I recommend adjusting the ingredients of this soup according to personal taste. It will tend to have a tangy taste, and this can be counteracted with more carrot juice, honey, and salt to balance. Also, the substitution or addition of mashed, roast garlic will give a nice savory taste.
For this recipe, you will need:
1 Onion
½ cup fresh mushrooms
3 cloves garlic, grated
2 stalks of celery
¼ cup carrot juice
1 tablespoon tomato paste
1 bell pepper
1 teaspoon grated fresh ginger
A dash of rice vinegar
1/4 cup beer (preferably something light, like a pilsner)
¼ cup olive oil
2 tablespoons honey
½ teaspoon dried sage
1/8 teaspoon cayenne pepper
1 bay leaf
Seat salt to taste
Black pepper to taste
4 cups water
Slice the onions, mushrooms, celery and bell pepper (bear in mind that the smaller you slice these, the better and stronger their flavor will transmit to the soup).
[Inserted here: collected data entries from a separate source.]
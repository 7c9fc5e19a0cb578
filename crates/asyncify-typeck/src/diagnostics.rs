//! Ariadne-based rendering of compile errors, plus the JSON form used by
//! `asyncifyc --json`.

use std::ops::Range;

use ariadne::{Color, Config, Label, Report, ReportKind, Source};
use asyncify_common::span::Span;
use rowan::TextRange;
use serde_json::{json, Value};

use crate::error::{CompileError, RewriteError};

/// Rendering switches.
#[derive(Clone, Copy, Debug, Default, PartialEq, Eq)]
pub struct DiagnosticOptions {
    /// ANSI colors. Off for tests and redirected output.
    pub color: bool,
    /// Emit JSON instead of a rendered report (consulted by the CLI).
    pub json: bool,
}

impl DiagnosticOptions {
    pub fn colorless() -> Self {
        Self::default()
    }
}

// ── Codes and spans ────────────────────────────────────────────────────

fn error_code(err: &CompileError) -> &'static str {
    match err {
        CompileError::Parse(_) => "P0001",
        CompileError::Rewrite(RewriteError::UnresolvedAsyncDynamicAccess { .. }) => "A0001",
        CompileError::Rewrite(RewriteError::AmbiguousConditionalReturnType { .. }) => "A0002",
    }
}

fn text_range_to_range(range: TextRange) -> Range<usize> {
    range.start().into()..range.end().into()
}

fn span_to_range(span: Span) -> Range<usize> {
    span.into()
}

/// A labeled span in the JSON output.
struct LabeledSpan {
    range: Range<usize>,
    label: String,
}

/// Primary message, labeled spans (primary first) and help text.
fn describe(err: &CompileError) -> (String, Vec<LabeledSpan>, Option<String>) {
    match err {
        CompileError::Parse(errors) => {
            let Some(first) = errors.first() else {
                return ("syntax error".to_string(), Vec::new(), None);
            };
            let mut spans = vec![LabeledSpan {
                range: span_to_range(first.span),
                label: first.message.clone(),
            }];
            if let Some((message, span)) = &first.related {
                spans.push(LabeledSpan {
                    range: span_to_range(*span),
                    label: message.clone(),
                });
            }
            (first.message.clone(), spans, None)
        }
        CompileError::Rewrite(rewrite) => match rewrite {
            RewriteError::UnresolvedAsyncDynamicAccess {
                object_type,
                hint,
                span,
            } => (
                rewrite.message().to_string(),
                vec![LabeledSpan {
                    range: text_range_to_range(*span),
                    label: format!("dynamic access on `{object_type}`"),
                }],
                hint.clone(),
            ),
            RewriteError::AmbiguousConditionalReturnType { span, returns } => {
                let mut spans = vec![LabeledSpan {
                    range: text_range_to_range(*span),
                    label: "return type depends on which branch runs".to_string(),
                }];
                spans.extend(returns.iter().map(|r| LabeledSpan {
                    range: text_range_to_range(*r),
                    label: "returns here".to_string(),
                }));
                (
                    rewrite.message().to_string(),
                    spans,
                    Some("return the same shell API type from every branch, or await it explicitly".to_string()),
                )
            }
        },
    }
}

// ── Rendering ──────────────────────────────────────────────────────────

/// Render a compile error as a labeled report.
///
/// The filename is part of the report header; colors follow `options.color`.
pub fn render_diagnostic(
    err: &CompileError,
    source: &str,
    filename: &str,
    options: &DiagnosticOptions,
) -> String {
    let config = Config::default().with_color(options.color);
    let source_len = source.len();

    // ariadne needs a non-empty span inside the source.
    let clamp = |r: Range<usize>| -> Range<usize> {
        let s = r.start.min(source_len);
        let e = r.end.min(source_len).max(s);
        if s == e {
            s.saturating_sub(usize::from(s == source_len && s > 0))..(e + 1).min(source_len)
        } else {
            s..e
        }
    };

    let (message, spans, help) = describe(err);
    let primary = spans
        .first()
        .map(|s| clamp(s.range.clone()))
        .unwrap_or(0..source_len.min(1));

    let mut builder = Report::build(ReportKind::Error, (filename, primary))
        .with_code(error_code(err))
        .with_message(&message)
        .with_config(config);
    for (i, span) in spans.iter().enumerate() {
        let color = if i == 0 { Color::Red } else { Color::Blue };
        builder.add_label(
            Label::new((filename, clamp(span.range.clone())))
                .with_message(&span.label)
                .with_color(color),
        );
    }
    if let Some(help) = help {
        builder.set_help(help);
    }

    let mut buf = Vec::new();
    if builder
        .finish()
        .write((filename, Source::from(source)), &mut buf)
        .is_err()
    {
        return format!("error[{}]: {}", error_code(err), message);
    }
    String::from_utf8_lossy(&buf).into_owned()
}

/// One JSON object per error, in the compiler CLI's diagnostic shape.
pub fn render_json(err: &CompileError, filename: &str) -> Vec<Value> {
    let (message, spans, help) = describe(err);
    let spans: Vec<Value> = spans
        .iter()
        .map(|s| json!({ "start": s.range.start, "end": s.range.end, "label": s.label }))
        .collect();
    vec![json!({
        "code": error_code(err),
        "severity": "error",
        "message": message,
        "file": filename,
        "spans": spans,
        "fix": help,
    })]
}

#[cfg(test)]
mod tests {
    use super::*;
    use asyncify_parser::ParseError;

    #[test]
    fn parse_error_uses_p_code_and_related_label() {
        let err = CompileError::Parse(vec![ParseError::with_related(
            "expected `}`",
            Span::new(9, 9),
            "block opened here",
            Span::new(0, 1),
        )]);
        let out = render_diagnostic(&err, "{ let a\n\n", "a.js", &DiagnosticOptions::colorless());
        assert!(out.contains("[P0001]"), "{out}");
        assert!(out.contains("block opened here"), "{out}");
    }

    #[test]
    fn json_shape() {
        let err = CompileError::Rewrite(RewriteError::UnresolvedAsyncDynamicAccess {
            object_type: "Collection".to_string(),
            hint: None,
            span: TextRange::new(0.into(), 10.into()),
        });
        let values = render_json(&err, "in.js");
        assert_eq!(values.len(), 1);
        let v = &values[0];
        assert_eq!(v["code"], "A0001");
        assert_eq!(v["severity"], "error");
        assert_eq!(v["file"], "in.js");
        assert_eq!(v["spans"][0]["start"], 0);
        assert_eq!(v["spans"][0]["end"], 10);
        assert_eq!(v["spans"][0]["label"], "dynamic access on `Collection`");
        assert!(v["fix"].is_null());
    }

    #[test]
    fn empty_source_does_not_panic() {
        let err = CompileError::Parse(vec![ParseError::new("expected expression", Span::empty_at(0))]);
        let out = render_diagnostic(&err, "", "empty.js", &DiagnosticOptions::colorless());
        assert!(out.contains("expected expression"));
    }
}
Heat olive oil in a sauce pan over medium heat. Add mushrooms, onions, celery, garlic, ginger and bell pepper and fry, stirring constantly. Season with sea salt and black pepper. Cook these for at least 15 minutes, until all vegetables are tender.
Add tomato paste, carrot juice, half of the beer, bay leaf, honey, ginger, and herbs. Reduce heat and simmer.
Add water a little at a time, adding salt to taste. When all water is added, bring to a boil, then reduce heat, cover, and simmer (you don't need to stir at this point). The longer you simmer this soup, the stronger and richer a flavor it will have.
When soup is finished and just before serving, add the second half of the beer.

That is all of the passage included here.